Lung cancer is the leading cause of preventable cancer death.
A disease of complex origin, lung cancer is usually considered to result from effects of smoking and from multiple genetic variants.
One of these genetic components, a chromosome named 15q25.1, has been previously identified as a leading influencer of susceptibility to lung cancer, smoking behaviour, and nicotine addiction.
However, no previous study has investigated the mechanisms of this lead agent, or documented the susceptibility pathways that allow this chromosome to modify development of disease.
A research team led by Xuemie Ji, MD, PhD, Research Associate in Department of Biomedical Data Science at Dartmouth's Geisel School of Medicine, helped solve this central problem.
The team identified two main pathways involving the mechanism by which the chromosome 15q25.1 locus influences lung cancer risk.
The first pathway is an interaction pathway in the nervous system that is implicated in nicotine dependence.
The other pathway can control key components in many biological processes, such as transport of nutrients and ions, and the human immune system.
The results have been newly published in Nature Communications.

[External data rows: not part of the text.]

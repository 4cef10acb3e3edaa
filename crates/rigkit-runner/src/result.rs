//! The runner's structured result (SPEC_FULL.md §6.2) and the closed
//! status variant shared across the engine.

use serde::{Deserialize, Serialize};
use serde_json::Value as Json;

/// Final status of one run. A closed tagged union, never a stringly-typed
/// code (spec.md §9 design note).
#[derive(Debug, Clone, Copy, PartialEq, Eq, Serialize, Deserialize)]
#[serde(rename_all = "lowercase")]
pub enum RunStatus {
    Passed,
    Failed,
    Error,
    Timeout,
    Aborted,
}

impl std::fmt::Display for RunStatus {
    fn fmt(&self, f: &mut std::fmt::Formatter<'_>) -> std::fmt::Result {
        let s = match self {
            Self::Passed => "passed",
            Self::Failed => "failed",
            Self::Error => "error",
            Self::Timeout => "timeout",
            Self::Aborted => "aborted",
        };
        write!(f, "{s}")
    }
}

/// `{type, source, message, stack}` error detail attached to a non-passed
/// result.
#[derive(Debug, Clone, Serialize, Deserialize)]
pub struct ErrorDetail {
    #[serde(rename = "type")]
    pub kind: String,
    #[serde(default, skip_serializing_if = "Option::is_none")]
    pub source: Option<String>,
    pub message: String,
    #[serde(default, skip_serializing_if = "Option::is_none")]
    pub stack: Option<String>,
}

impl ErrorDetail {
    #[must_use]
    pub fn new(kind: impl Into<String>, message: impl Into<String>) -> Self {
        Self { kind: kind.into(), source: None, message: message.into(), stack: None }
    }
}

/// The `result.json` document a runner produces, or the engine synthesizes
/// when a runner fails to produce one.
#[derive(Debug, Clone, Serialize, Deserialize)]
pub struct RunnerResult {
    #[serde(rename = "schemaVersion")]
    pub schema_version: String,
    #[serde(rename = "runType")]
    pub run_type: String,
    #[serde(rename = "testId")]
    pub test_id: String,
    #[serde(rename = "testVersion")]
    pub test_version: String,
    pub status: RunStatus,
    #[serde(rename = "startTime")]
    pub start_time: chrono::DateTime<chrono::Utc>,
    #[serde(rename = "endTime")]
    pub end_time: chrono::DateTime<chrono::Utc>,
    #[serde(default, rename = "exitCode", skip_serializing_if = "Option::is_none")]
    pub exit_code: Option<i32>,
    #[serde(default, skip_serializing_if = "Option::is_none")]
    pub metrics: Option<Json>,
    #[serde(rename = "effectiveInputs")]
    pub effective_inputs: Json,
    #[serde(default, skip_serializing_if = "Option::is_none")]
    pub error: Option<ErrorDetail>,
    #[serde(default, rename = "runner", skip_serializing_if = "Option::is_none")]
    pub runner_info: Option<Json>,
}

impl RunnerResult {
    #[must_use]
    pub fn synthesize_error(
        test_id: &str,
        test_version: &str,
        start_time: chrono::DateTime<chrono::Utc>,
        end_time: chrono::DateTime<chrono::Utc>,
        effective_inputs: Json,
        detail: ErrorDetail,
    ) -> Self {
        Self {
            schema_version: "1".to_string(),
            run_type: "testCase".to_string(),
            test_id: test_id.to_string(),
            test_version: test_version.to_string(),
            status: RunStatus::Error,
            start_time,
            end_time,
            exit_code: None,
            metrics: None,
            effective_inputs,
            error: Some(detail),
            runner_info: None,
        }
    }

    #[must_use]
    pub fn synthesize_timeout(
        test_id: &str,
        test_version: &str,
        start_time: chrono::DateTime<chrono::Utc>,
        end_time: chrono::DateTime<chrono::Utc>,
        effective_inputs: Json,
        timeout_sec: u64,
    ) -> Self {
        Self {
            schema_version: "1".to_string(),
            run_type: "testCase".to_string(),
            test_id: test_id.to_string(),
            test_version: test_version.to_string(),
            status: RunStatus::Timeout,
            start_time,
            end_time,
            exit_code: None,
            metrics: None,
            effective_inputs,
            error: Some(ErrorDetail::new(
                "timeout",
                format!("case exceeded timeoutSec={timeout_sec}"),
            )),
            runner_info: None,
        }
    }
}

#[cfg(test)]
mod tests {
    use super::*;

    #[test]
    fn status_serializes_lowercase() {
        assert_eq!(serde_json::to_string(&RunStatus::Timeout).unwrap(), "\"timeout\"");
    }

    #[test]
    fn result_round_trips_through_json() {
        let result = RunnerResult {
            schema_version: "1".to_string(),
            run_type: "testCase".to_string(),
            test_id: "CpuStress".to_string(),
            test_version: "1.0.0".to_string(),
            status: RunStatus::Passed,
            start_time: chrono::Utc::now(),
            end_time: chrono::Utc::now(),
            exit_code: Some(0),
            metrics: None,
            effective_inputs: serde_json::json!({}),
            error: None,
            runner_info: None,
        };
        let json = serde_json::to_string(&result).unwrap();
        let back: RunnerResult = serde_json::from_str(&json).unwrap();
        assert_eq!(back.status, RunStatus::Passed);
        assert_eq!(back.test_id, "CpuStress");
    }
}
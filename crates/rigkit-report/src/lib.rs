//! Reporter bus: an observer contract for planned/started/finished events,
//! delivered synchronously from the scheduler's thread of control
//! (SPEC_FULL.md §4.10 / spec.md §4.10, §5, §9).

use rigkit_runner::RunStatus;

/// One entry of the hierarchical plan exposed via `onRunPlanned`, tagged
/// with its parent so an observer can render a tree (spec.md §4.10).
#[derive(Debug, Clone)]
pub struct PlannedNode {
    pub node_id: String,
    pub label: String,
    pub parent_node_id: Option<String>,
}

/// Terminal state of one node, passed to `onNodeFinished`.
#[derive(Debug, Clone)]
pub struct NodeState {
    pub node_id: String,
    pub status: RunStatus,
    pub retry_count: u32,
}

/// What kind of run a `runId` refers to, mirroring spec.md §3's `runType`.
#[derive(Debug, Clone, Copy, PartialEq, Eq)]
pub enum RunType {
    Case,
    Suite,
    Plan,
}

impl std::fmt::Display for RunType {
    fn fmt(&self, f: &mut std::fmt::Formatter<'_>) -> std::fmt::Result {
        let s = match self {
            Self::Case => "case",
            Self::Suite => "suite",
            Self::Plan => "plan",
        };
        write!(f, "{s}")
    }
}

/// Observer contract for engine progress (spec.md §4.10).
///
/// Every method has a no-op default so implementers only override what they
/// need, mirroring the teacher's trait-with-defaults style for its
/// Phase/hook seams. Delivery is synchronous and from the scheduler's
/// thread of control: implementations must not block (spec.md §9 "reporter
/// back-pressure" — consumers needing to tail live output buffer and
/// throttle externally) and must not panic or unwind back into the
/// scheduler.
pub trait ReporterBus: Send + Sync {
    fn on_run_planned(&self, _run_id: &str, _run_type: RunType, _planned_nodes: &[PlannedNode]) {}
    fn on_node_started(&self, _run_id: &str, _node_id: &str) {}
    fn on_node_finished(&self, _run_id: &str, _node_state: &NodeState) {}
    fn on_run_finished(&self, _run_id: &str, _final_status: RunStatus) {}
}

/// Discards every event. The default reporter when no observer is wired.
#[derive(Debug, Clone, Copy, Default)]
pub struct NullReporter;

impl ReporterBus for NullReporter {}

/// Records every event it receives, in delivery order. Used by tests to
/// assert the ordering invariants in spec.md §5: `planned` precedes any
/// `nodeStarted`; for a given node, `started` precedes its `finished`;
/// `runFinished` is last.
#[derive(Debug, Clone, Default)]
pub struct RecordingReporter {
    events: std::sync::Mutex<Vec<RecordedEvent>>,
}

#[derive(Debug, Clone, PartialEq, Eq)]
pub enum RecordedEvent {
    RunPlanned { run_id: String },
    NodeStarted { run_id: String, node_id: String },
    NodeFinished { run_id: String, node_id: String, status: String },
    RunFinished { run_id: String, status: String },
}

impl RecordingReporter {
    #[must_use]
    pub fn new() -> Self {
        Self::default()
    }

    #[must_use]
    pub fn events(&self) -> Vec<RecordedEvent> {
        self.events.lock().expect("reporter mutex poisoned").clone()
    }
}

impl ReporterBus for RecordingReporter {
    fn on_run_planned(&self, run_id: &str, _run_type: RunType, _planned_nodes: &[PlannedNode]) {
        self.events
            .lock()
            .expect("reporter mutex poisoned")
            .push(RecordedEvent::RunPlanned { run_id: run_id.to_string() });
    }

    fn on_node_started(&self, run_id: &str, node_id: &str) {
        self.events.lock().expect("reporter mutex poisoned").push(RecordedEvent::NodeStarted {
            run_id: run_id.to_string(),
            node_id: node_id.to_string(),
        });
    }

    fn on_node_finished(&self, run_id: &str, node_state: &NodeState) {
        self.events.lock().expect("reporter mutex poisoned").push(RecordedEvent::NodeFinished {
            run_id: run_id.to_string(),
            node_id: node_state.node_id.clone(),
            status: node_state.status.to_string(),
        });
    }

    fn on_run_finished(&self, run_id: &str, final_status: RunStatus) {
        self.events.lock().expect("reporter mutex poisoned").push(RecordedEvent::RunFinished {
            run_id: run_id.to_string(),
            status: final_status.to_string(),
        });
    }
}

#[cfg(test)]
mod tests {
    use super::*;

    #[test]
    fn null_reporter_accepts_every_call_without_panicking() {
        let reporter = NullReporter;
        reporter.on_run_planned("r1", RunType::Case, &[]);
        reporter.on_node_started("r1", "n1");
        reporter.on_node_finished("r1", &NodeState { node_id: "n1".to_string(), status: RunStatus::Passed, retry_count: 0 });
        reporter.on_run_finished("r1", RunStatus::Passed);
    }

    #[test]
    fn recording_reporter_preserves_delivery_order() {
        let reporter = RecordingReporter::new();
        reporter.on_run_planned("r1", RunType::Case, &[]);
        reporter.on_node_started("r1", "n1");
        reporter.on_node_finished("r1", &NodeState { node_id: "n1".to_string(), status: RunStatus::Passed, retry_count: 0 });
        reporter.on_run_finished("r1", RunStatus::Passed);

        let events = reporter.events();
        assert_eq!(
            events,
            vec![
                RecordedEvent::RunPlanned { run_id: "r1".to_string() },
                RecordedEvent::NodeStarted { run_id: "r1".to_string(), node_id: "n1".to_string() },
                RecordedEvent::NodeFinished { run_id: "r1".to_string(), node_id: "n1".to_string(), status: "passed".to_string() },
                RecordedEvent::RunFinished { run_id: "r1".to_string(), status: "passed".to_string() },
            ]
        );
    }
}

"Our findings in pathways uncover insights into the mechanism of lung cancer etiology and development, which will potentially shorten the interval between increasing biological knowledge and translation to patient care," says Ji.
"Blocking genes downstream or in parallel pathways might provide a strategy to treat such cancer."
The study used two independent cohorts of 42,901 individuals with a genome-wide set of genetic variants, as well as an expression dataset with lung tissue from 409 lung cancer patients to validate findings.
Two different methods were used to analyse data, and confirm that the findings are reliable and can be repeated with different methods.
"To our knowledge, this is the first study to explore the pathogenic pathways related to the mechanisms of chromosome 15q25.1 and the first to use a novel analysis approach to analyse data and to validate the findings," says Ji.
"The ability to block the damaging genetic variants downstream or in parallel pathways might improve lung cancer prognosis and survival, and therefore provide alternative strategies to treat such cancer."
The team is working to identify more mechanisms contributing to the increased risk of lung cancer.
They aim to provide more explanation for the large unexplainable division of lung cancer occurrences.